Non-Fiction: Ted-time Letters

Ted Hughes, Christopher Reid, ed., Letters of Ted Hughes (Farrar, Straus & Giroux, 2008)

Christopher Reid, who edited Ted Hughes, has done a painstaking and meticulous job of assembling and annotating the poet’s selected letters. He thanks Hughes’s wife Carol for “watching benignly and patiently over the entire operation,” and it could have been no small patience to choose these three hundred dense letters from several thousand that are archived.  

Candor and exquisite precision guide the expressions that Hughes practiced as a letter writer; even as a twenty-one-year-old student he composes long, erudite, and sometimes intellectually precocious disquisitions on artistic aesthetic that allude to the poet he will become.  In school he writes to his sister Olwyn, “Sometimes I think Cambridge is wonderful, at others, a ditch full of clear cold water where all the frogs have died. It is a bird without feathers; a purse without money; an old dry apple, or the gutters run pure claret.” 

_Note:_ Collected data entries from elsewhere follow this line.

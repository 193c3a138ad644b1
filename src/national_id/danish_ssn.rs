use crate::date::is_valid_date;
use crate::error::ValidationError;
use crate::observability::metrics::ValidationMetrics;
use crate::validator::Validator;
use lazy_static::lazy_static;
use regex::Regex;

pub struct DanishSsn;

const CPR_LENGTH: usize = 10;

lazy_static! {
    // DDMMYYSSSS
    static ref DANISH_SSN_REGEX: Regex =
        Regex::new(r"^(0[1-9]|[12][0-9]|3[01])(0[1-9]|1[0-2])([0-9]{2})([0-9]{4})$").unwrap();
}

/// Validates a Danish CPR number.
///
/// CPR numbers have no check digit, only the format and the birth date are checked. The
/// century is not encoded so the date is checked against its two-digit year.
pub fn is_valid_danish_ssn(input: &str) -> bool {
    ValidationMetrics::new("danish_ssn")
        .collapse(validate(input))
        .is_some()
}

impl Validator for DanishSsn {
    fn is_valid_match(&self, candidate: &str) -> bool {
        is_valid_danish_ssn(candidate)
    }
}

fn validate(input: &str) -> Result<(), ValidationError> {
    if input.len() != CPR_LENGTH {
        return Err(ValidationError::Format("expected 10 characters"));
    }
    let captures = DANISH_SSN_REGEX
        .captures(input)
        .ok_or(ValidationError::Format("expected DDMMYYSSSS"))?;

    let field = |index: usize| -> Result<u32, ValidationError> {
        captures
            .get(index)
            .and_then(|m| m.as_str().parse().ok())
            .ok_or(ValidationError::Format("expected DDMMYYSSSS"))
    };
    let (day, month, year) = (field(1)?, field(2)?, field(3)?);

    if !is_valid_date(year, month, day) {
        return Err(ValidationError::Date);
    }
    Ok(())
}
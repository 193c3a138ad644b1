use crate::bank_account::config::{BankSpecConfig, Comment};
use crate::checksum::ChecksumAlgorithm::Mod10;

/// Numbering schemes of the Swedish banks.
///
/// https://www.bankgirot.se/globalassets/dokument/anvandarmanualer/bankernaskontonummeruppbyggnad_anvandarmanual_sv.pdf
///
/// Order matters: ranges overlap and the first matching entry wins.
pub fn builtin_bank_table() -> Vec<BankSpecConfig> {
    use Comment::{One, Three, Two};

    vec![
        BankSpecConfig::type1("Svea Bank", "^966[0-9]{8}$", Two),
        BankSpecConfig::type1("Avanza Bank", "^95[5-6][0-9]{8}$", Two),
        BankSpecConfig::type1("BlueStep Finans", "^968[0-9]{8}$", One),
        BankSpecConfig::type1("BNP Paribas SA", "^947[0-9]{8}$", Two),
        BankSpecConfig::type1("Danske Bank", "^1[2-3][0-9][0-9]{8}$", One),
        BankSpecConfig::type1("Danske Bank", "^24[0-9][0-9]{8}$", One),
        BankSpecConfig::type1("DNB Bank", "^(919|926)[0-9]{8}$", Two),
        BankSpecConfig::type1("Ekobanken", "^970[0-9]{8}$", Two),
        BankSpecConfig::type1("Erik Penser", "^959[0-9]{8}$", Two),
        BankSpecConfig::type1("Forex Bank", "^94[0-4][0-9]{8}$", One),
        BankSpecConfig::type1("Ica Banken", "^927[0-9]{8}$", One),
        BankSpecConfig::type1("IKANO Bank", "^917[0-9]{8}$", One),
        BankSpecConfig::type1("JAK Medlemsbank", "^967[0-9]{8}$", Two),
        BankSpecConfig::type1("Klarna Bank", "^978[0-9]{8}$", Two),
        BankSpecConfig::type1("Landshypotek", "^939[0-9]{8}$", Two),
        BankSpecConfig::type1("Lån & Spar Bank Sverige", "^963[0-9]{8}$", One),
        BankSpecConfig::type1("Länsförsäkringar Bank", "^(340|906)[0-9]{8}$", One),
        BankSpecConfig::type1("Länsförsäkringar Bank", "^902[0-9]{8}$", Two),
        BankSpecConfig::type1("Marginalen Bank", "^923[0-9]{8}$", One),
        BankSpecConfig::type1("MedMera Bank", "^965[0-9]{8}$", Two),
        BankSpecConfig::type1("Nordax Bank", "^964[0-9]{8}$", Two),
        BankSpecConfig::type1("Nordea", "^11[0-9]{9}$", One),
        // The Nordea patterns below are only anchored at the start
        BankSpecConfig::type1("Nordea", "^(1[4-9][0-9]{9}|20[0-9]{9})", One),
        // 3300 and 3782 are personal accounts, see "Nordea Personkonto"
        BankSpecConfig::type1("Nordea", "^(3[0-3][0-9]{9})", One).excluded_prefixes(&["3300"]),
        BankSpecConfig::type1("Nordea", "^(3[4-9][1-9][0-9]{8})", One)
            .excluded_prefixes(&["3782"]),
        BankSpecConfig::type1("Nordea", "^4[0-9]{10}", Two),
        BankSpecConfig::type1("Nordnet Bank", "^910[0-9]{8}$", Two),
        BankSpecConfig::type1("Northmill Bank", "^975[0-9]{8}$", Two),
        BankSpecConfig::type1("Resurs Bank", "^928[0-9]{8}$", One),
        BankSpecConfig::type1("Riksgälden", "^988[0-9]{8}$", Two),
        BankSpecConfig::type1("Santander Consumer Bank", "^946[0-9]{8}$", One),
        BankSpecConfig::type1("SBAB", "^925[0-9]{8}$", One),
        BankSpecConfig::type1("SEB", "^5[0-9]{10}$", One),
        BankSpecConfig::type1("SEB", "^912[0-4][0-9]{7}$", One),
        BankSpecConfig::type1("SEB", "^91[3-4][0-9]{8}$", One),
        BankSpecConfig::type1("Skandiabanken", "^91[5-6][0-9]{8}$", Two),
        BankSpecConfig::type1("Swedbank", "^7[0-9]{10}$", One),
        BankSpecConfig::type1("Ålandsbanken Sverige AB", "^23[0-9]{9}$", Two),
        BankSpecConfig::type2("Danske Bank", "^918[0-9]{11}$", One).algorithm(Mod10),
        BankSpecConfig::type2("Handelsbanken", "^6[0-9]{12}$", Two),
        BankSpecConfig::type2("Nordea/Plusgirot", "^(95[0-4]|996)[0-9]{8,11}$", Three)
            .algorithm(Mod10),
        BankSpecConfig::type2("Nordea Personkonto", "^(3300|3782)[0-9]{10}$", One)
            .algorithm(Mod10),
        BankSpecConfig::type2("Riksgälden", "^989[0-9]{11}$", One).algorithm(Mod10),
        BankSpecConfig::type2("Sparbanken Syd", "^957[0-9]{11}$", One).algorithm(Mod10),
        BankSpecConfig::type2("Swedbank", "^8[0-9]{10,14}$", Three)
            .algorithm(Mod10)
            .clearing_length(5),
        BankSpecConfig::type2("Swedbank fd. Sparbanken Öresund", "^93[0-4][0-9]{11}$", One)
            .algorithm(Mod10),
        // Bankgirot isn't part of the bank giro centre's own documentation
        BankSpecConfig::new("Bankgirot", "^9900[0-9]{7,8}$").algorithm(Mod10),
    ]
}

Many will no doubt buy the book for what his early letters to Sylvia Plath might unveil; in this volume fourteen letters from 1956, the year of their four–month courtship and quick marriage, are included—they take up thirty type-set pages. Pet names are often invoked (‘Darling Sylvia Puss-Kish-Ponky’) with closing sentiments of love that Hughes will repeat, often in patterns of four. It’s clear; the mailbox with Plath’s address was one that gave him compelling energy and voice.   

Different influences can be felt in his brief-by-comparison letters to his mistress Assia Wevill, whom he was already seeing when Plath committed suicide in 1963. Their relationship, often conducted from afar, has a claustrophobic feel, with cryptic layers of convoluted backtracking, rehashing of weekends spent out of sorts, and chronicling and inquiring of illness by way of excuse for having caused yet another disappointment. The couple’s peevishness is often felt. “Sweetmouth, all of our difficulties blow up out of these long absences. And out of your occasionally tactless doings—you’ll have to admit that. And out of mine sometimes. But you mustn’t get depressed about it—you’re all chemical & fagged & warped around the infant at present, so don’t trust your reactions.” 

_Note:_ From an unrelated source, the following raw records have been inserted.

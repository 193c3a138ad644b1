mod mod10;
mod mod11;

pub use mod10::mod10;
pub use mod11::{mod11, weighted_mod11};

pub(crate) use mod10::mod10_digits;
pub(crate) use mod11::mod11_digits;

use serde::{Deserialize, Serialize};
use strum::{Display, EnumString};

/// Check digit algorithm protecting an account number.
#[derive(Serialize, Deserialize, Clone, Copy, Debug, PartialEq, Eq, Display, EnumString)]
#[serde(rename_all = "snake_case")]
#[strum(serialize_all = "snake_case")]
pub enum ChecksumAlgorithm {
    Mod10,
    Mod11,
}

impl ChecksumAlgorithm {
    pub(crate) fn verify(&self, digits: &[u32]) -> bool {
        match self {
            ChecksumAlgorithm::Mod10 => mod10_digits(digits),
            ChecksumAlgorithm::Mod11 => mod11_digits(digits),
        }
    }
}

/// Whether the sum of `terms` is a non-zero multiple of `modulus`.
///
/// The sum is kept reduced so that arbitrarily long inputs can't overflow. Terms are never
/// negative, so the sum is zero exactly when every term is.
pub(crate) fn is_nonzero_multiple(terms: impl IntoIterator<Item = u64>, modulus: u64) -> bool {
    let (nonzero, remainder) = terms
        .into_iter()
        .fold((false, 0), |(nonzero, remainder), term| {
            (nonzero || term > 0, (remainder + term % modulus) % modulus)
        });
    nonzero && remainder == 0
}

/// Converts a string made only of ASCII digits into their values.
///
/// Returns `None` for an empty string or as soon as a non-digit is found.
pub(crate) fn ascii_digits(input: &str) -> Option<Vec<u32>> {
    if input.is_empty() {
        return None;
    }
    input
        .bytes()
        .map(|b| b.is_ascii_digit().then(|| u32::from(b - b'0')))
        .collect()
}

/// Builds a number out of consecutive digits, most significant first
pub(crate) fn digits_to_number(digits: &[u32]) -> u32 {
    digits.iter().fold(0, |acc, digit| acc * 10 + digit)
}
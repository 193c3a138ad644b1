use chrono::NaiveDate;

const DAYS_IN_MONTH: [u32; 12] = [31, 28, 31, 30, 31, 30, 31, 31, 30, 31, 30, 31];

/// A numeric value that may be used as a calendar component.
///
/// Integers always convert. Floating point values only convert when they hold a whole number,
/// so that `2021.5` is rejected instead of being truncated to `2021`.
pub trait CalendarNumber: Copy {
    fn whole(self) -> Option<i64>;
}

macro_rules! impl_calendar_number_for_int {
    ($($int:ty),*) => {
        $(
            impl CalendarNumber for $int {
                #[inline]
                fn whole(self) -> Option<i64> {
                    i64::try_from(self).ok()
                }
            }
        )*
    };
}

impl_calendar_number_for_int!(i8, i16, i32, i64, isize, u8, u16, u32, u64, usize);

// Beyond this magnitude an f64 cannot distinguish consecutive integers anymore
const MAX_EXACT_FLOAT: f64 = 9_007_199_254_740_991.0;

impl CalendarNumber for f64 {
    fn whole(self) -> Option<i64> {
        if self.is_finite() && self.fract() == 0.0 && self.abs() <= MAX_EXACT_FLOAT {
            Some(self as i64)
        } else {
            None
        }
    }
}

impl CalendarNumber for f32 {
    fn whole(self) -> Option<i64> {
        f64::from(self).whole()
    }
}

/// Gregorian leap year rule.
pub fn is_leap_year(year: i64) -> bool {
    (year % 4 == 0 && year % 100 != 0) || year % 400 == 0
}

/// Number of days of `month` (1-based) in `year`, `None` for a month outside 1..=12.
pub fn days_in_month(year: i64, month: u32) -> Option<u32> {
    let index = usize::try_from(month.checked_sub(1)?).ok()?;
    let days = *DAYS_IN_MONTH.get(index)?;
    if month == 2 && is_leap_year(year) {
        Some(days + 1)
    } else {
        Some(days)
    }
}

/// Checks that `(year, month, day)` names an existing day of the Gregorian calendar.
///
/// The check is done twice: once against the month lengths and once by asking `chrono` to
/// build the date, which also rejects years outside the representable range.
pub fn is_valid_date(
    year: impl CalendarNumber,
    month: impl CalendarNumber,
    day: impl CalendarNumber,
) -> bool {
    let (Some(year), Some(month), Some(day)) = (year.whole(), month.whole(), day.whole()) else {
        return false;
    };
    if !(1..=12).contains(&month) || day < 1 {
        return false;
    }
    let (Ok(month), Ok(day)) = (u32::try_from(month), u32::try_from(day)) else {
        return false;
    };

    let Some(max_day) = days_in_month(year, month) else {
        return false;
    };
    if day > max_day {
        return false;
    }

    to_naive_date(year, month, day).is_some()
}

pub(crate) fn to_naive_date(year: i64, month: u32, day: u32) -> Option<NaiveDate> {
    NaiveDate::from_ymd_opt(i32::try_from(year).ok()?, month, day)
}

Later, in the same letter, Hughes writes self-consciously to Wevill, “Do you know what oppresses me?  the thought that you save my letters...Assia, I’m foolishly oppressed enough as it is with bloody eavesdroppers & filchers & greedy curiosity, & if you’re going to sit on all that for some Suzette suddenly to lay her hands on, then I can’t write freely.” It illustrates the ceaseless attention that surrounded Hughes following Plath’s death, and how he was keenly aware his private letters would probably find public place. 

 It seems incomprehensible, but in 1969 Wevill will take her own life and the life of their young daughter, utilizing a gas oven just as Plath did. Two weeks later Hughes writes to Plath’s mother, “this last horror has taught me one thing. Sylvia’s death threw my whole nature negative. I now see the senseless cost of that, for others as well as for myself, and I must in some ways set everything behind me if I’m to carry on at all.” The next year he would marry Carole Orchard, a farmer’s daughter from Devon “not very interested in literature,” but “exceedingly good for me.”

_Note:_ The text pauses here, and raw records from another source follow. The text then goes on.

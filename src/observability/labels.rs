use metrics::{IntoLabels, Label};

pub(crate) const VALIDATOR: &str = "validator";
pub(crate) const REASON: &str = "reason";

/// Labels of a validation metric: the validator, and why it rejected the input if it did.
#[derive(Debug, Clone, Copy, PartialEq, Eq)]
pub struct Labels {
    validator: &'static str,
    reason: Option<&'static str>,
}

impl Labels {
    pub fn for_validator(validator: &'static str) -> Self {
        Self {
            validator,
            reason: None,
        }
    }

    pub fn with_reason(&self, reason: &'static str) -> Self {
        Self {
            reason: Some(reason),
            ..*self
        }
    }
}

impl IntoLabels for Labels {
    fn into_labels(self) -> Vec<Label> {
        let mut labels = vec![Label::new(VALIDATOR, self.validator)];
        if let Some(reason) = self.reason {
            labels.push(Label::new(REASON, reason));
        }
        labels
    }
}
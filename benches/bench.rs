use criterion::{criterion_group, criterion_main};

mod checksum_benchmark {
    use criterion::{black_box, Criterion};
    use nordic_validators::checksum::{mod10, mod11};

    pub fn criterion_benchmark(c: &mut Criterion) {
        let numbers = vec![
            "378282246310005",
            "7505092556",
            "8112289874",
            "96601000010",
            "92300000018",
            "0000000018",
        ];
        c.bench_function("mod10-checksum", |b| {
            b.iter(|| {
                for number in numbers.iter() {
                    mod10(black_box(number));
                }
            })
        });
        c.bench_function("mod11-checksum", |b| {
            b.iter(|| {
                for number in numbers.iter() {
                    mod11(black_box(number));
                }
            })
        });
    }
}

mod national_id_benchmark {
    use criterion::{black_box, BenchmarkId, Criterion};
    use nordic_validators::{Validator, ValidatorKind};

    pub fn criterion_benchmark(c: &mut Criterion) {
        let inputs = vec![
            (ValidatorKind::SwedishSsn, "202302185760"),
            (ValidatorKind::DanishSsn, "1306729647"),
            (ValidatorKind::NorwegianSsn, "30078512470"),
            (ValidatorKind::FinnishSsn, "010114A173M"),
        ];
        let mut group = c.benchmark_group("national-id");
        for (kind, input) in inputs {
            group.bench_with_input(BenchmarkId::from_parameter(kind), input, |b, input| {
                b.iter(|| kind.is_valid_match(black_box(input)))
            });
        }
        group.finish();
    }
}

mod bank_account_benchmark {
    use criterion::{black_box, Criterion};
    use nordic_validators::account_number_check;

    pub fn criterion_benchmark(c: &mut Criterion) {
        let accounts = vec![
            // first entry of the table
            "9660-1000010",
            // near the end of the table
            "3300-7505092556",
            // no entry matches
            "1234567890",
        ];
        c.bench_function("bank-account", |b| {
            b.iter(|| {
                for account in accounts.iter() {
                    account_number_check(black_box(account));
                }
            })
        });
    }
}

criterion_group!(
    benches,
    checksum_benchmark::criterion_benchmark,
    national_id_benchmark::criterion_benchmark,
    bank_account_benchmark::criterion_benchmark
);
criterion_main!(benches);
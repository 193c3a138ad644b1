use crate::checksum::{ascii_digits, is_nonzero_multiple};

/// Mod-10 (Luhn) validation of a string of ASCII digits.
///
/// Starting from the rightmost digit, every second digit is doubled and 9 is subtracted
/// from products above 9. The number is valid when the sum is a non-zero multiple of 10.
pub fn mod10(number: &str) -> bool {
    ascii_digits(number).is_some_and(|digits| mod10_digits(&digits))
}

pub(crate) fn mod10_digits(digits: &[u32]) -> bool {
    let terms = digits.iter().rev().enumerate().map(|(index, &digit)| {
        let product = if index % 2 == 0 { digit } else { digit * 2 };
        u64::from(if product > 9 { product - 9 } else { product })
    });

    is_nonzero_multiple(terms, 10)
}
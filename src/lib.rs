// This blocks accidental use of `println`. If one is actually needed, you can
// override with `#[allow(clippy::print_stdout)]`.
#![deny(clippy::print_stdout)]

mod bank_account;
pub mod checksum;
mod date;
mod error;
mod national_id;
mod observability;
mod validator;
mod validator_kind;

// This is the public API of the library
pub use bank_account::config::{AccountType, BankSpecConfig, Comment, DEFAULT_CLEARING_LENGTH};
pub use bank_account::{
    account_number_check, builtin_bank_table, BankAccount, BankRegistry, BankSpec,
    SwedishBankAccount,
};
pub use checksum::ChecksumAlgorithm;
pub use date::{days_in_month, is_leap_year, is_valid_date, CalendarNumber};
pub use error::BankRegistryError;
pub use national_id::{
    diff_years, is_valid_danish_ssn, is_valid_finnish_ssn, is_valid_norwegian_ssn,
    is_valid_norwegian_ssn_at, is_valid_swedish_ssn, norwegian_age, norwegian_age_at,
    norwegian_birth_date, norwegian_id_number_type, DanishSsn, FinnishSsn, IdNumberType,
    NorwegianSsn, SwedishSsn,
};
pub use observability::metrics::{INVALID_METRIC, VALID_METRIC};
pub use validator::Validator;
pub use validator_kind::ValidatorKind;
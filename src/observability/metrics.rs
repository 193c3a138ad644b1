use crate::error::ValidationError;
use crate::observability::labels::Labels;
use metrics::counter;

pub const VALID_METRIC: &str = "validation.valid";
pub const INVALID_METRIC: &str = "validation.invalid";

/// Reports the outcome of each validation done by one validator.
///
/// Counters are resolved on every call so that a recorder installed after the first
/// validation still receives the values.
pub(crate) struct ValidationMetrics {
    labels: Labels,
}

impl ValidationMetrics {
    pub fn new(validator: &'static str) -> Self {
        Self {
            labels: Labels::for_validator(validator),
        }
    }

    /// Turns an internal result into the public "success or nothing" shape.
    pub fn collapse<T>(&self, outcome: Result<T, ValidationError>) -> Option<T> {
        match outcome {
            Ok(value) => {
                counter!(VALID_METRIC, self.labels).increment(1);
                Some(value)
            }
            Err(err) => {
                // The input is personal data and must never end up in the logs
                tracing::trace!(labels = ?self.labels, reason = %err, "validation rejected");
                counter!(INVALID_METRIC, self.labels.with_reason(err.reason())).increment(1);
                None
            }
        }
    }
}

#[cfg(test)]
mod test {
    use super::*;
    use crate::observability::labels::{REASON, VALIDATOR};
    use metrics::{Key, Label};
    use metrics_util::debugging::{DebugValue, DebuggingRecorder};
    use metrics_util::CompositeKey;
    use metrics_util::MetricKind::Counter;

    #[test]
    fn should_count_valid_and_invalid_outcomes() {
        let recorder = DebuggingRecorder::new();
        let snapshotter = recorder.snapshotter();

        metrics::with_local_recorder(&recorder, || {
            let metrics = ValidationMetrics::new("test_validator");
            assert_eq!(metrics.collapse(Ok(3)), Some(3));
            assert_eq!(metrics.collapse(Ok(4)), Some(4));
            assert_eq!(
                metrics.collapse::<u32>(Err(ValidationError::Checksum)),
                None
            );
        });

        let snapshot = snapshotter.snapshot().into_hashmap();

        let valid_key = Key::from_parts(
            VALID_METRIC,
            vec![Label::new(VALIDATOR, "test_validator")],
        );
        let metric_value = snapshot
            .get(&CompositeKey::new(Counter, valid_key))
            .expect("metric not found");
        assert_eq!(metric_value, &(None, None, DebugValue::Counter(2)));

        let invalid_key = Key::from_parts(
            INVALID_METRIC,
            vec![
                Label::new(VALIDATOR, "test_validator"),
                Label::new(REASON, "checksum"),
            ],
        );
        let metric_value = snapshot
            .get(&CompositeKey::new(Counter, invalid_key))
            .expect("metric not found");
        assert_eq!(metric_value, &(None, None, DebugValue::Counter(1)));
    }
}
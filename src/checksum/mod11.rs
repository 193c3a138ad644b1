use crate::checksum::{ascii_digits, is_nonzero_multiple};

/// Mod-11 validation of a string of ASCII digits.
///
/// Each digit is weighted with its 1-based position from the right, restarting at 1 every
/// ten positions. The number is valid when the weighted sum is a non-zero multiple of 11.
pub fn mod11(number: &str) -> bool {
    ascii_digits(number).is_some_and(|digits| mod11_digits(&digits))
}

pub(crate) fn mod11_digits(digits: &[u32]) -> bool {
    let terms = digits
        .iter()
        .rev()
        .enumerate()
        .map(|(index, &digit)| (index as u64 % 10 + 1) * u64::from(digit));

    is_nonzero_multiple(terms, 11)
}

/// Applies a fixed weight vector to the leading digits, left to right.
///
/// Only as many digits as there are weights take part in the sum. Valid when the sum is a
/// non-zero multiple of 11; `false` when there are fewer digits than weights.
pub fn weighted_mod11(weights: &[u32], digits: &[u32]) -> bool {
    if digits.len() < weights.len() {
        return false;
    }
    let terms = weights
        .iter()
        .zip(digits)
        .map(|(&weight, &digit)| u64::from(weight) * u64::from(digit));

    is_nonzero_multiple(terms, 11)
}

In the years that follow, there are many letters to poets, including Sexton, Merwin, and his friend Seamus Heaney; his own work is often referenced, along with a fascination for mysticism, astrology, and folklore. These passages help excavate the private person behind his ever–rising stature in the poetry world. 

Moving through the letters, it is impossible not to marvel at the breadth and scope of subject, and the consistency of tone that Hughes masters. In themselves, the letters are a colossal body of literature, but when grouped with the thirty books Hughes wrote and published—not to mention those he edited, including much of Plath’s work—the effort is monumental. 

The last letter of the book, to his elderly Aunt, is sadly triumphant; he proudly writes to her of receiving the Order of Merit from the Queen: “It’s the one everybody wants,” and he underlines the word every, then sketches a small but detailed likeness of the medal. Seriously ill by now with colon cancer, Ted Hughes will die a few days after posting the letter; nine days after receiving the prize that he believes we all covet.

Contributor

Jackson Taylor

Taylor helped found the Graduate Writing Program at The New School. He is the associate director.